Never mind all those shoppers returning gifts that are the wrong size or wrong color, or just plain wrong. On that front, by the by, if you’re the person doing the returning, you might want to beware. This has been, as you may have heard, a tough holiday season for retailers. The post-holiday returns season may be a challenge, too.
From New York, Marketplace’s Alica Roth has more.
ALISA ROTH: Here’s the dilemma: most of the time people return sweaters or new gadgets because it didn’t fit. Or they didn’t like it. But sometimes it’s more devious: They wear the sweater before they return it. Or they’ve stolen the gadget and they’re trying to make a little cash by bringing it back.
So some stores have been looking for ways to discourage them. A store might limit how many days you have to bring something back. Or return too often and your name might end up on a black list.
John Long is at Kurt Salmon Associates. It’s a retail strategy firm.

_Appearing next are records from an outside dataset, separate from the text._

use super::*;
use std::fs;
use tempfile::TempDir;

#[test]
fn config_file_persistence() {
    let temp_dir = TempDir::new().expect("should create TempDir successfully");
    let config_path = temp_dir.path().join("config.toml");

    let mut original_config = Config::default();
    original_config
        .generator
        .set_url("https://inference.example.com/generate")
        .expect("url is valid");
    original_config.generator.backend = GeneratorBackend::Predict;

    let toml_content = toml::to_string_pretty(&original_config)
        .expect("config should convert to toml string successfully");
    fs::write(&config_path, toml_content).expect("should write to config_path successfully");

    let content =
        fs::read_to_string(&config_path).expect("should read from config_path successfully");
    let loaded_config: Config = toml::from_str(&content).expect("should parse toml correctly");

    assert_eq!(original_config, loaded_config);
}

#[test]
fn invalid_toml_handling() {
    let invalid_toml = r#"
        [embedder
        url = "http://localhost:11434"
    "#;

    let result: Result<Config, toml::de::Error> = toml::from_str(invalid_toml);
    assert!(result.is_err());
}

#[test]
fn unknown_backend_is_rejected() {
    let toml_str = r#"
        [generator]
        backend = "carrier-pigeon"
    "#;

    let result: Result<Config, toml::de::Error> = toml::from_str(toml_str);
    assert!(result.is_err());
}

#[test]
fn config_dir_is_named_after_the_tool() {
    if let Ok(dir) = get_config_dir() {
        let name = dir
            .file_name()
            .and_then(|n| n.to_str())
            .expect("config dir has a name");
        assert!(name == ".rag-kit" || name == "rag-kit");
    }
}
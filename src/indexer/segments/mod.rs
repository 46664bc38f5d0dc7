// Source segmentation
// Splits raw text into blank-line separated segments


/// One retrievable unit of source text
#[derive(Debug, Clone, PartialEq, Eq)]
pub struct Segment {
    pub text: String,
    pub source_type: String,
    pub ordinal: usize,
}

impl Segment {
    /// Record id: `<source_type>_<ordinal>`
    #[inline]
    pub fn id(&self) -> String {
        format!("{}_{}", self.source_type, self.ordinal)
    }
}

/// Split `raw` into segments. Consecutive non-blank lines are trimmed and
/// joined with a single space; one or more blank lines end a segment.
#[inline]
pub fn segment_text(source_type: &str, raw: &str) -> Vec<Segment> {
    let mut segments = Vec::new();
    let mut current: Vec<&str> = Vec::new();

    let mut flush = |current: &mut Vec<&str>| {
        if !current.is_empty() {
            let ordinal = segments.len();
            segments.push(Segment {
                text: current.join(" "),
                source_type: source_type.to_string(),
                ordinal,
            });
            current.clear();
        }
    };

    for line in raw.lines() {
        let line = line.trim();
        if line.is_empty() {
            flush(&mut current);
        } else {
            current.push(line);
        }
    }
    flush(&mut current);

    segments
}
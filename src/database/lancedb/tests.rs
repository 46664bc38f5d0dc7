use super::*;

fn record(id: &str, vector: Vec<f32>, text: &str) -> IndexRecord {
    let mut metadata = Metadata::new();
    metadata.insert(crate::database::TEXT_KEY.to_string(), text.to_string());
    IndexRecord {
        id: id.to_string(),
        embedding: Embedding::new(vector).expect("valid vector"),
        metadata,
    }
}

#[test]
fn schema_round_trips_spec() {
    let spec = IndexSpec::new("kit", 4, Metric::Euclidean);
    let schema = create_schema(&spec).expect("dimension fits");

    assert_eq!(schema.fields().len(), 3);
    let (recovered, metric_recorded) =
        spec_from_schema("kit", &schema).expect("schema should describe the index");
    assert_eq!(recovered, spec);
    assert!(metric_recorded);
}

#[test]
fn oversized_dimension_is_rejected() {
    let spec = IndexSpec::new("huge", i32::MAX as usize + 1, Metric::Cosine);
    assert!(matches!(
        create_schema(&spec),
        Err(RagError::InvalidRequest(_))
    ));
    assert!(matches!(
        create_record_batch(&spec, &[]),
        Err(RagError::InvalidRequest(_))
    ));
}

#[test]
fn schema_without_metric_defaults_to_cosine() {
    let schema = Schema::new(vec![Field::new(
        VECTOR_COLUMN,
        DataType::FixedSizeList(Arc::new(Field::new("item", DataType::Float32, true)), 8),
        false,
    )]);

    let (spec, metric_recorded) = spec_from_schema("legacy", &schema).expect("valid schema");
    assert_eq!(spec.dimension, 8);
    assert_eq!(spec.metric, Metric::Cosine);
    assert!(!metric_recorded);
}

#[test]
fn schema_without_vector_column_is_rejected() {
    let schema = Schema::new(vec![Field::new(ID_COLUMN, DataType::Utf8, false)]);
    assert!(matches!(
        spec_from_schema("broken", &schema),
        Err(RagError::IndexUnavailable(_))
    ));
}

#[test]
fn dedupe_keeps_last_occurrence() {
    let records = vec![
        record("a", vec![1.0, 0.0], "first a"),
        record("b", vec![0.0, 1.0], "b"),
        record("a", vec![1.0, 1.0], "second a"),
    ];

    let unique = dedupe_last(&records);
    let texts: Vec<_> = unique.iter().map(|r| r.text()).collect();
    assert_eq!(texts, [Some("b"), Some("second a")]);
}

#[test]
fn record_batch_converts_back_to_records() {
    let spec = IndexSpec::new("kit", 2, Metric::Cosine);
    let records = [
        record("faq_0", vec![0.5, 0.25], "SageMaker Canvas costs depend on usage."),
        record("faq_1", vec![1.0, -1.0], "It's quoted"),
    ];
    let refs: Vec<&IndexRecord> = records.iter().collect();

    let batch = create_record_batch(&spec, &refs).expect("batch should build");
    assert_eq!(batch.num_rows(), 2);

    let parsed = parse_record_batch(&batch).expect("batch should parse");
    assert_eq!(parsed, records);
}

#[test]
fn corrupt_metadata_is_reported() {
    assert!(matches!(
        parse_metadata("not json"),
        Err(RagError::IndexUnavailable(_))
    ));
}

#[test]
fn distances_become_similarities() {
    assert!((score_from_distance(Metric::Cosine, 0.25) - 0.75).abs() < 1e-6);
    assert!((score_from_distance(Metric::DotProduct, -2.0) - 3.0).abs() < 1e-6);
    assert_eq!(score_from_distance(Metric::Euclidean, 4.0), -4.0);

    // Smaller distance must always rank higher
    for metric in [Metric::Cosine, Metric::Euclidean, Metric::DotProduct] {
        assert!(score_from_distance(metric, 0.1) > score_from_distance(metric, 0.9));
    }
}

#[test]
fn literals_escape_quotes() {
    assert_eq!(quote_literal("faq_0"), "'faq_0'");
    assert_eq!(quote_literal("o'brien"), "'o''brien'");
}
// Embeddings module
// Text to vector conversion behind a backend-neutral trait


pub mod ollama;
pub mod openai;
pub mod predict;

use serde::{Deserialize, Serialize};

use crate::config::{EmbedderBackend, EmbedderConfig};
use crate::{RagError, Result};

pub use ollama::OllamaEmbedder;
pub use openai::OpenAiEmbedder;
pub use predict::PredictEmbedder;

/// Fixed-length vector representing the semantic content of a text
#[derive(Debug, Clone, PartialEq, Serialize, Deserialize)]
#[serde(transparent)]
pub struct Embedding(Vec<f32>);

impl Embedding {
    /// Wrap raw model output, rejecting empty or non-finite vectors.
    #[inline]
    pub fn new(values: Vec<f32>) -> Result<Self> {
        if values.is_empty() {
            return Err(RagError::Embedding("model returned an empty vector".into()));
        }
        if let Some(pos) = values.iter().position(|v| !v.is_finite()) {
            return Err(RagError::Embedding(format!(
                "model returned a non-finite value at position {}",
                pos
            )));
        }
        Ok(Self(values))
    }

    #[inline]
    pub fn dimension(&self) -> usize {
        self.0.len()
    }

    #[inline]
    pub fn as_slice(&self) -> &[f32] {
        &self.0
    }

    #[inline]
    pub fn into_inner(self) -> Vec<f32> {
        self.0
    }
}

impl AsRef<[f32]> for Embedding {
    #[inline]
    fn as_ref(&self) -> &[f32] {
        &self.0
    }
}

/// Turns text into embeddings.
///
/// Implementations must be deterministic per text: embedding a text alone or
/// inside a batch yields the same vector.
pub trait Embedder: Send + Sync {
    fn embed(&self, text: &str) -> Result<Embedding>;

    /// Embed every text, preserving input order. Fails as a whole if any
    /// single text cannot be embedded.
    #[inline]
    fn embed_many(&self, texts: &[String]) -> Result<Vec<Embedding>> {
        let embeddings = texts
            .iter()
            .map(|text| self.embed(text))
            .collect::<Result<Vec<_>>>()?;
        ensure_uniform_dimension(&embeddings)?;
        Ok(embeddings)
    }
}

impl<E: Embedder + ?Sized> Embedder for Box<E> {
    #[inline]
    fn embed(&self, text: &str) -> Result<Embedding> {
        (**self).embed(text)
    }

    #[inline]
    fn embed_many(&self, texts: &[String]) -> Result<Vec<Embedding>> {
        (**self).embed_many(texts)
    }
}

/// Every embedding of one batch must share a dimensionality.
#[inline]
pub fn ensure_uniform_dimension(embeddings: &[Embedding]) -> Result<()> {
    let Some(first) = embeddings.first() else {
        return Ok(());
    };
    let expected = first.dimension();
    match embeddings.iter().find(|e| e.dimension() != expected) {
        Some(odd) => Err(RagError::Embedding(format!(
            "inconsistent dimensionality in batch: {} vs {}",
            expected,
            odd.dimension()
        ))),
        None => Ok(()),
    }
}

/// Average token vectors into a single vector.
#[inline]
pub fn mean_pool(token_vectors: &[Vec<f32>]) -> Result<Embedding> {
    let Some(first) = token_vectors.first() else {
        return Err(RagError::Embedding("cannot pool an empty token matrix".into()));
    };
    let dimension = first.len();
    let mut sums = vec![0.0_f32; dimension];

    for row in token_vectors {
        if row.len() != dimension {
            return Err(RagError::Embedding(format!(
                "ragged token matrix: expected rows of {} values, found {}",
                dimension,
                row.len()
            )));
        }
        for (sum, value) in sums.iter_mut().zip(row) {
            *sum += value;
        }
    }

    let count = token_vectors.len() as f32;
    Embedding::new(sums.into_iter().map(|sum| sum / count).collect())
}

/// Build the embedder selected in configuration.
#[inline]
pub fn from_config(config: &EmbedderConfig) -> Result<Box<dyn Embedder>> {
    Ok(match config.backend {
        EmbedderBackend::Ollama => Box::new(OllamaEmbedder::new(config)?),
        EmbedderBackend::Predict => Box::new(PredictEmbedder::new(config)?),
        EmbedderBackend::OpenAi => Box::new(OpenAiEmbedder::new(config)?),
    })
}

JOHN LONG: Certain retailers, electronics retailers and the like, do have what they call restocking fees.
Basically, it’s a charge for bringing something back, so you don’t get a full refund. But he says stores are also trying to make it easy for shoppers.
LONG: These days — it’s our view anyway — that for retailers it’s still a tug of war to win more of the customer’s wallet so they have to make every online and in-store experience as pleasant and easy as possible.
Some stores are using their return policies as a way to do that. At Avenue, a women’s clothing store in Manhattan, shoppers can bring stuff back until January 24th. And a sales clerk told me no sale is ever final.
Felicia King kept coming back to take advantage of that.
FELICIA KING: You know, my taste is my taste and their taste is their taste. So if I give someone something, I want them to be able to return it, if they don’t want it.
If you’re planning to bring stuff back, resist the urge to open the box. And don’t forget the receipt, if you have it.
And don’t despair, a survey by the National Retail Federation suggests most stores haven’t tightened things up too much this year.
In New York. I’m Alisa Rothy for Marketplace.